Many thanks, Your AC.
Dear reviewer,
Today is the last chance to respond to the author rebuttal. Please do so today by end of day (anywhere on earth). Please do not only submit the "Mandatory Acknowledgement", but also please respond with text to the author rebuttal. For example, explain why the author rebuttal convinced you, or why not.
Many thanks, Your AC.
(a) This paper investigates what is needed to build a performant selective classifier. To that end, a generalization bound is introduced, that covers multiple different components. These components provide insight how the performance of an selective classifier can be improved for practitioners.

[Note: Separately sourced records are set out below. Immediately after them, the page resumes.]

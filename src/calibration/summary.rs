//! Persistable result of a calibration run.

use chrono::{DateTime, Utc};
use serde::{Deserialize, Serialize};
use std::collections::BTreeMap;
use uuid::Uuid;

use super::state::{AxisSteps, TileRunState, TileStatus};
use crate::coords::Point2;
use crate::grid::{GridBlueprint, TileAssignment};
use crate::measurement::BlobMeasurement;
use crate::stats::{OutlierOptions, OutlierResult};
use crate::step_test::{StepTestSettings, StepToDisplacement};

#[derive(Debug, Clone, Copy, PartialEq, Eq, Serialize, Deserialize)]
pub struct GridSize {
    pub rows: u32,
    pub cols: u32,
}

/// Blob-size outlier statistics over the measured tiles.
#[derive(Debug, Clone, PartialEq, Serialize, Deserialize)]
#[serde(rename_all = "camelCase")]
pub struct OutlierAnalysis {
    pub median: f64,
    pub mad: f64,
    pub n_mad: f64,
    pub mad_threshold: f64,
    pub upper_threshold: f64,
    pub lower_threshold: f64,
    pub inlier_count: usize,
    /// Tile keys whose blob size was rejected.
    pub outlier_keys: Vec<String>,
}

impl OutlierAnalysis {
    pub fn from_result(result: &OutlierResult<(String, f64)>, options: &OutlierOptions) -> Self {
        Self {
            median: result.median,
            mad: result.mad,
            n_mad: result.n_mad,
            mad_threshold: options.mad_threshold,
            upper_threshold: result.upper_threshold,
            lower_threshold: result.lower_threshold,
            inlier_count: result.inliers.len(),
            outlier_keys: result.outliers.iter().map(|(key, _)| key.clone()).collect(),
        }
    }

    pub fn is_outlier(&self, key: &str) -> bool {
        self.outlier_keys.iter().any(|k| k == key)
    }
}

/// Per-tile entry of a run summary. Only measured tiles appear.
#[derive(Debug, Clone, PartialEq, Serialize, Deserialize)]
#[serde(rename_all = "camelCase")]
pub struct TileSummary {
    pub row: u32,
    pub col: u32,
    pub status: TileStatus,
    pub assignment: TileAssignment,
    pub home: BlobMeasurement,
    pub home_offset: Point2,
    pub ideal_target: Point2,
    pub step_to_displacement: StepToDisplacement,
    pub size_delta_at_step_test: Option<f64>,
    #[serde(default, skip_serializing_if = "Option::is_none")]
    pub alignment_steps: Option<AxisSteps>,
    #[serde(default, skip_serializing_if = "Option::is_none")]
    pub alignment_error: Option<String>,
    #[serde(default)]
    pub is_outlier: bool,
}

impl TileSummary {
    /// `None` unless the tile is measured and the final pass filled its targets.
    pub fn from_state(tile: &TileRunState, analysis: Option<&OutlierAnalysis>) -> Option<Self> {
        if !tile.status.is_measured() {
            return None;
        }
        let metrics = tile.metrics.as_ref()?;
        Some(Self {
            row: tile.tile.row,
            col: tile.tile.col,
            status: tile.status,
            assignment: tile.assignment.clone(),
            home: metrics.home.clone()?,
            home_offset: metrics.home_offset?,
            ideal_target: metrics.ideal_target?,
            step_to_displacement: metrics.step_to_displacement,
            size_delta_at_step_test: metrics.size_delta_at_step_test,
            alignment_steps: metrics.alignment_steps,
            alignment_error: metrics.alignment_error.clone(),
            is_outlier: analysis.is_some_and(|a| a.is_outlier(&tile.key)),
        })
    }
}

/// Everything needed to reproduce the tiled layout later.
#[derive(Debug, Clone, PartialEq, Serialize, Deserialize)]
#[serde(rename_all = "camelCase")]
pub struct CalibrationRunSummary {
    pub run_id: Uuid,
    pub created_at: DateTime<Utc>,
    pub grid: GridSize,
    pub grid_blueprint: GridBlueprint,
    pub step_test_settings: StepTestSettings,
    pub tiles: BTreeMap<String, TileSummary>,
    pub outlier_analysis: Option<OutlierAnalysis>,
}

impl CalibrationRunSummary {
    pub fn build(
        tiles: &[TileRunState],
        blueprint: GridBlueprint,
        step_test_settings: StepTestSettings,
        outlier_analysis: Option<OutlierAnalysis>,
    ) -> Self {
        let entries = tiles
            .iter()
            .filter_map(|t| {
                TileSummary::from_state(t, outlier_analysis.as_ref()).map(|s| (t.key.clone(), s))
            })
            .collect();

        Self {
            run_id: Uuid::new_v4(),
            created_at: Utc::now(),
            grid: GridSize {
                rows: blueprint.rows,
                cols: blueprint.cols,
            },
            grid_blueprint: blueprint,
            step_test_settings,
            tiles: entries,
            outlier_analysis,
        }
    }

    pub fn to_json(&self) -> serde_json::Result<String> {
        serde_json::to_string_pretty(self)
    }

    pub fn from_json(json: &str) -> serde_json::Result<Self> {
        serde_json::from_str(json)
    }
}

#[cfg(test)]
mod tests {
    use super::*;
    use crate::calibration::state::TileMetrics;
    use crate::coords::{CoordinateSpace, Transformer};
    use crate::grid::{MotorRef, Tile};

    fn measured(tile: Tile, status: TileStatus, size: f64) -> TileRunState {
        let assignment = TileAssignment::new(MotorRef::new("aa", 0), MotorRef::new("aa", 1));
        let home = BlobMeasurement::new(0.1, -0.2, size, 1.0, CoordinateSpace::Pattern);
        TileRunState {
            status,
            metrics: Some(TileMetrics {
                home: Some(home),
                home_offset: Some(Point2::pattern(0.01, 0.0)),
                ideal_target: Some(Point2::pattern(0.09, -0.2)),
                step_to_displacement: StepToDisplacement {
                    x: Some(0.001),
                    y: None,
                },
                ..Default::default()
            }),
            ..TileRunState::new(tile, assignment)
        }
    }

    fn blueprint() -> GridBlueprint {
        GridBlueprint::derive(
            1,
            3,
            0.2,
            Point2::pattern(0.0, 0.0),
            0.0,
            &Transformer::for_image(1000.0, 1000.0),
        )
    }

    #[test]
    fn test_summary_keeps_only_measured_tiles() {
        let mut failed = measured(Tile::new(0, 1), TileStatus::Error, 0.2);
        failed.error = Some("No blob detected".to_string());
        let tiles = vec![
            measured(Tile::new(0, 0), TileStatus::Completed, 0.2),
            failed,
            measured(Tile::new(0, 2), TileStatus::Partial, 0.2),
        ];

        let settings = StepTestSettings::default();
        let summary = CalibrationRunSummary::build(&tiles, blueprint(), settings, None);

        assert_eq!(summary.grid, GridSize { rows: 1, cols: 3 });
        assert_eq!(summary.tiles.keys().collect::<Vec<_>>(), vec!["0-0", "0-2"]);
        assert_eq!(summary.tiles["0-2"].status, TileStatus::Partial);
        assert!(!summary.tiles["0-0"].is_outlier);
    }

    #[test]
    fn test_tile_without_targets_is_left_out() {
        let mut tile = measured(Tile::new(0, 0), TileStatus::Completed, 0.2);
        if let Some(metrics) = tile.metrics.as_mut() {
            metrics.ideal_target = None;
        }
        assert!(TileSummary::from_state(&tile, None).is_none());
    }

    #[test]
    fn test_summary_json_round_trip() {
        let tiles = vec![measured(Tile::new(0, 0), TileStatus::Completed, 0.2)];
        let analysis = OutlierAnalysis {
            median: 0.2,
            mad: 0.0,
            n_mad: 0.0,
            mad_threshold: 3.0,
            upper_threshold: 0.2,
            lower_threshold: 0.2,
            inlier_count: 0,
            outlier_keys: vec!["0-0".to_string()],
        };
        let settings = StepTestSettings::default();
        let summary = CalibrationRunSummary::build(&tiles, blueprint(), settings, Some(analysis));
        assert!(summary.tiles["0-0"].is_outlier);

        let json = summary.to_json().unwrap();
        assert!(json.contains("\"gridBlueprint\""));
        assert!(json.contains("\"stepToDisplacement\""));

        let back = CalibrationRunSummary::from_json(&json).unwrap();
        assert_eq!(back.run_id, summary.run_id);
        assert_eq!(back.tiles.len(), 1);
        assert_eq!(back.outlier_analysis.unwrap().outlier_keys, vec!["0-0"]);
    }
}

(b) Strengths: The reviewers mention that the paper is solid, theoretically and empirically, and is easy, enjoyable to read and has excellent presentation. Reviewers mention that the appendix is clear, all information is there to replicate the study, and applaud the guidelines of the checklist. While the paper does not provide a new method, the reviewers think the paper is insightful, and can help newcomers in the field.
(c) Weaknesses: One reviewer mentioned that the amount of methods is limited.
(d) Accept. While some reviewers remark that this paper has undergone some large changes and recommend another round of peer review, I think that this paper has survived the intense scrutiny extremely well, and I disagree with some reviewers - I believe they are perhaps too strict. I think the amount of peer review and scrutiny this paper has received is exceptional and surely above average, and the authors are extremely rigorous - I trust them to carry out the necessary changes.
(e) Some old models and datasets were used, and the authors responded to this by providing a small LLM study. Some of the reviewers mention that some of the conclusions regarding temperature scaling are obvious - but the authors clearly indicate that empirical studies are not aware of this, and as such, their framework helps clarify empirical results. There have been several in depth discussions regarding technical details and proofs; with some mistakes that have been fixed - from what I can tell most issues have been adequately addressed.